PROBLEM STATEMENT: Whichever lines include the word "PoisonError", copy them as they appear in the data.

MATERIAL SUPPLIED:
//! Link quality from a rolling window of liveness samples.
//!
//! | Level     | Avg latency | Loss  |
//! |-----------|-------------|-------|
//! | excellent | < 50 ms     | < 1 % |
//! | good      | < 100 ms    | < 3 % |
//! | fair      | < 200 ms    | < 5 % |
//! | poor      | otherwise   |       |
//!
//! Average latency is taken over answered samples; loss is missed / total.
//! A level change (and only a change) is published on a broadcast channel.

use std::collections::VecDeque;
use std::fmt;
use std::sync::{Arc, Mutex, MutexGuard, PoisonError};
use std::time::Duration;

use serde::Serialize;
use tokio::sync::broadcast;
use tokio::task::JoinHandle;
use tokio_util::sync::CancellationToken;
use tracing::info;

use crate::util::duration_ms;

const QUALITY_CHANNEL_CAPACITY: usize = 32;

/// One liveness measurement.
#[derive(Debug, Clone, Copy, PartialEq, Serialize)]
pub struct QualitySample {
    pub latency_ms: f64,
    pub success: bool,
}

impl QualitySample {
    pub fn answered(rtt: Duration) -> Self {
        Self {
            latency_ms: duration_ms(rtt),
            success: true,
        }
    }

    pub fn missed() -> Self {
        Self {
            latency_ms: 0.0,
            success: false,
        }
    }
}

#[derive(Debug, Clone, Copy, PartialEq, Eq, PartialOrd, Ord, Serialize)]
#[serde(rename_all = "snake_case")]
pub enum QualityLevel {
    Poor,
    Fair,
    Good,
    Excellent,
}

impl QualityLevel {
    pub fn as_str(self) -> &'static str {
        match self {
            Self::Poor => "poor",
            Self::Fair => "fair",
            Self::Good => "good",
            Self::Excellent => "excellent",
        }
    }

    /// Classify an average latency and loss percentage.
    pub fn classify(avg_latency_ms: f64, loss_pct: f64) -> Self {
        if avg_latency_ms < 50.0 && loss_pct < 1.0 {
            Self::Excellent
        } else if avg_latency_ms < 100.0 && loss_pct < 3.0 {
            Self::Good
        } else if avg_latency_ms < 200.0 && loss_pct < 5.0 {
            Self::Fair
        } else {
            Self::Poor
        }
    }
}

impl fmt::Display for QualityLevel {
    fn fmt(&self, f: &mut fmt::Formatter<'_>) -> fmt::Result {
        f.write_str(self.as_str())
    }
}

/// Published when the level changes.
#[derive(Debug, Clone, Serialize)]
pub struct QualityChange {
    pub previous: Option<QualityLevel>,
    pub current: QualityLevel,
    pub score: u8,
    pub avg_latency_ms: f64,
    pub loss_pct: f64,
}

/// Result of the latest recompute.
#[derive(Debug, Clone, Copy, Serialize)]
pub struct QualityReport {
    pub level: Option<QualityLevel>,
    pub score: u8,
    pub avg_latency_ms: f64,
    pub loss_pct: f64,
    pub samples: usize,
}

/// 0 to 100 score: half from latency (0 at 500 ms), half from loss (0 at 10 %).
pub fn quality_score(avg_latency_ms: f64, loss_pct: f64) -> u8 {
    let latency = (100.0 - avg_latency_ms / 5.0).clamp(0.0, 100.0);
    let loss = (100.0 - loss_pct * 10.0).clamp(0.0, 100.0);
    #[allow(clippy::cast_sign_loss)]
    let score = (0.5 * latency + 0.5 * loss).round() as u8;
    score
}

struct Window {
    samples: VecDeque<QualitySample>,
    report: QualityReport,
}

pub struct ConnectionQualityEstimator {
    window: Mutex<Window>,
    capacity: usize,
    changes: broadcast::Sender<QualityChange>,
}

impl ConnectionQualityEstimator {
    pub fn new(capacity: usize) -> Self {
        let (changes, _) = broadcast::channel(QUALITY_CHANNEL_CAPACITY);
        Self {
            window: Mutex::new(Window {
                samples: VecDeque::with_capacity(capacity),
                report: QualityReport {
                    level: None,
                    score: 0,
                    avg_latency_ms: 0.0,
                    loss_pct: 0.0,
                    samples: 0,
                },
            }),
            capacity: capacity.max(1),
            changes,
        }
    }

    fn window(&self) -> MutexGuard<'_, Window> {
        self.window.lock().unwrap_or_else(PoisonError::into_inner)
    }

    pub fn subscribe(&self) -> broadcast::Receiver<QualityChange> {
        self.changes.subscribe()
    }

    /// Add a sample to the rolling window. Does not recompute.
    pub fn record(&self, sample: QualitySample) {
        let mut w = self.window();
        while w.samples.len() >= self.capacity {
            w.samples.pop_front();
        }
        w.samples.push_back(sample);
    }

    /// Recompute from the current window; publishes if the level changed.
    pub fn recompute(&self) -> QualityReport {
        let (report, change) = {
            let mut w = self.window();
            let total = w.samples.len();
            if total == 0 {
                return w.report;
            }
            let (sum, answered) = w
                .samples
                .iter()
                .filter(|s| s.success)
                .fold((0.0, 0usize), |(sum, n), s| (sum + s.latency_ms, n + 1));
            let missed = total - answered;
            let avg = if answered == 0 {
                0.0
            } else {
                sum / answered as f64
            };
            let loss_pct = missed as f64 * 100.0 / total as f64;
            let level = QualityLevel::classify(avg, loss_pct);
            let previous = w.report.level;
            w.report = QualityReport {
                level: Some(level),
                score: quality_score(avg, loss_pct),
                avg_latency_ms: avg,
                loss_pct,
                samples: total,
            };
            let change = (previous != Some(level)).then(|| QualityChange {
                previous,
                current: level,
                score: w.report.score,
                avg_latency_ms: avg,
                loss_pct,
            });
            (w.report, change)
        };

        if let Some(change) = change {
            info!(
                from = change.previous.map_or("none", QualityLevel::as_str),
                to = change.current.as_str(),
                score = change.score,
                "Connection quality changed"
            );
            let _ = self.changes.send(change);
        }
        report
    }

    /// Latest computed report (no recompute).
    pub fn report(&self) -> QualityReport {
        self.window().report
    }

    pub fn level(&self) -> Option<QualityLevel> {
        self.report().level
    }

    pub fn quality_score(&self) -> u8 {
        self.report().score
    }

    /// Recompute every `every` until cancelled.
    pub fn spawn(self: &Arc<Self>, every: Duration, cancel: CancellationToken) -> JoinHandle<()> {
        let estimator = Arc::clone(self);
        tokio::spawn(async move {
            let mut ticker = tokio::time::interval(every);
            ticker.set_missed_tick_behavior(tokio::time::MissedTickBehavior::Delay);
            loop {
                tokio::select! {
                    biased;
                    () = cancel.cancelled() => return,
                    _ = ticker.tick() => { estimator.recompute(); }
                }
            }
        })
    }
}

OUTPUT FOR THIS EXERCISE:
use std::sync::{Arc, Mutex, MutexGuard, PoisonError};
        self.window.lock().unwrap_or_else(PoisonError::into_inner)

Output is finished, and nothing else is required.